Strange, large events in the world since I’ve been gone from this page, and my understanding is soft and unsure. I feel a mushy dumbness hindering a more emotional response, and I remain only minorly excited or devastated, depending on the state of the East, middle and far, or where I look or listen. In a sea of troubles I hate my job, but then that just speaks to my overall health and I am only now returning from an inactive spate, literarily, and am attempting to find correspondence between my hours of observation and language. So far my progress is halting and clumsy. I have been listening morosely to an ambient album of sorrowful beauty by William Basinski, called The Disintegration Loops. I listen to this only when I am attempting a consciousness of a mood that while sincerely felt, is not so easily reified by conceptualized repetition. Thus, in beginning to think on this album I realize that another album has played a greater role in my life as of late.
Another William. William Onyeabor’s Tomorrow.

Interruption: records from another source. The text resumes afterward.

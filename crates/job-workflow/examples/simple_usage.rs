// Clean example: in-memory repository and a keyword engine, runs locally
use job_domain::{DomainStubs, InMemoryJobRepository, JsonObject};
use job_workflow::{CreateJobRequest, JobManager, ProgramSettings};
use llm_providers::stubs::FnEngineFactory;
use llm_providers::PromptTemplate;
use serde_json::json;
use std::sync::Arc;

fn obj(v: serde_json::Value) -> JsonObject {
    v.as_object().cloned().unwrap_or_default()
}

#[tokio::main]
async fn main() {
    // stand-in engine so the example runs without a model provider
    let engine = FnEngineFactory::new(|_, template, input| match template {
                     PromptTemplate::Job(_) => {
                         let text = input.get("text").and_then(|v| v.as_str()).unwrap_or_default();
                         let label = if text.contains("love") { "positive" } else { "negative" };
                         Ok(Some(obj(json!({ "sentiment": label }))))
                     }
                     PromptTemplate::Builtin(_) => Ok(None),
                 });
    let manager = JobManager::new(Arc::new(InMemoryJobRepository::new()),
                                  Arc::new(engine),
                                  ProgramSettings::default());

    let (input, output) = DomainStubs::sentiment_models();
    let request = CreateJobRequest::named("sentiment").with_models(input, output)
                                                      .with_instruction("classify sentiment")
                                                      .with_example_pairs(vec![(obj(json!({"text": "I love it"})),
                                                                                obj(json!({"sentiment": "positive"})))]);
    let mut job = manager.create_job(request).await.expect("create job");
    println!("Created job id={} name={:?}", job.idx, job.job_name);

    let (out, metrics) = manager.generate_output(&mut job, &obj(json!({"text": "we love rust"})))
                                .await
                                .expect("generate");
    println!("Output: {} (runs={})", serde_json::Value::Object(out), metrics.num_runs);

    for event in manager.get_event_log(&job.idx).expect("events") {
        println!("{} {} v{:?}", event.timestamp, event.event_type, event.job_version);
    }
}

This guy is fucking incredible. There is not much info on him out there but that of course doesn’t detract from the pure, joyful funk. In Tomorrow, the synthesizer is wielded with a skill that speaks to the amazing proliferation of analogue synthesizers that were so completely used as to betray a childish glee. The sounds bounce around a great Nigerian funk beat and one of the better collections of bass lines I’ve ever heard. Volumes lift and fade sporadically but musically, as if, as another recently said while I played the album, Onyeabor sat and rode the faders during mixing. I can easily imagine this guy
bouncing around, playful at the controls of any electronic. Beyond the music, which is a difficult thing to say, his lyrics are amazing, simple but amazing. On Tomorrow, the title song, Onyeabar has a strange, positive sense of fatalism, twisting the often depressing assertion that no one knows what will happen in the future into a reason to “work hard.” Other examples of ethical lyricism can be found in the song “Why Go to War”, which is, by its title fairly obvious, but contains a great line that refuses to simple assert a weakly argued call for peace and instead, twists, again, an old negativity, eye for an eye, into a positive.
The weathers becoming springy, and even though the world is falling apart, we can squeeze a bit of enjoyment out of it. Now I’m going to the park.
No one knows tomorrow.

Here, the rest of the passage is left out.